▸ **Instructions for the task**: In the data below, find each line carrying the string "DiaBackend" and copy it out.

Saved data entries:

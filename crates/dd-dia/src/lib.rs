//! `dd-dia` - Dense-by-dense products restricted to a diagonal sparsity pattern.
//!
//! Computes `C <- fact_ab * (A * B^T) + fact_c * C` only at the positions
//! stored by a diagonal-sparse (DIA) matrix `C`. Two execution strategies share
//! one interface, [`DiaBackend`]:
//! - `CpuBackend` walks the diagonals directly on the calling thread.
//! - `ParallelBackend` builds a [`TiledBlockDescriptor`] once per pattern and
//!   then visits only the tiles the diagonals actually cross.
//!
//! ```no_run
//! use dd_dia::{Blend, DiaBackend, DiaMatrix, DiaPattern};
//! use dd_tensor::{DType, ParallelBackend, Shape, Tensor};
//!
//! # fn main() -> dd_dia::Result<()> {
//! let backend = ParallelBackend::new()?;
//! let pattern = DiaPattern::new(256, 256, [-1, 0, 1])?;
//! let descriptor = backend.build_block_descriptor(&pattern)?;
//!
//! let a = Tensor::ones::<f32>(Shape::matrix(256, 64));
//! let mut c = DiaMatrix::zeros(pattern, DType::F32)?;
//! backend.densedense_to_dia(&mut c, &descriptor, &a, &a, Blend::default())?;
//! # Ok(())
//! # }
//! ```

pub mod blend;
pub mod descriptor;
pub mod error;
pub mod matrix;
pub mod multiply;
pub mod pattern;

pub use blend::Blend;
pub use descriptor::{
    BlockDescriptor, BlockRecord, HostBlockDescriptor, TiledBlockDescriptor, TILE_SIZE,
};
pub use error::{DiaError, Result};
pub use matrix::DiaMatrix;
pub use multiply::{build_block_descriptor, densedense_to_dia, DiaBackend};
pub use pattern::DiaPattern;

▸ **Response to the task**:
//! one interface, [`DiaBackend`]:
//! use dd_dia::{Blend, DiaBackend, DiaMatrix, DiaPattern};
pub use multiply::{build_block_descriptor, densedense_to_dia, DiaBackend};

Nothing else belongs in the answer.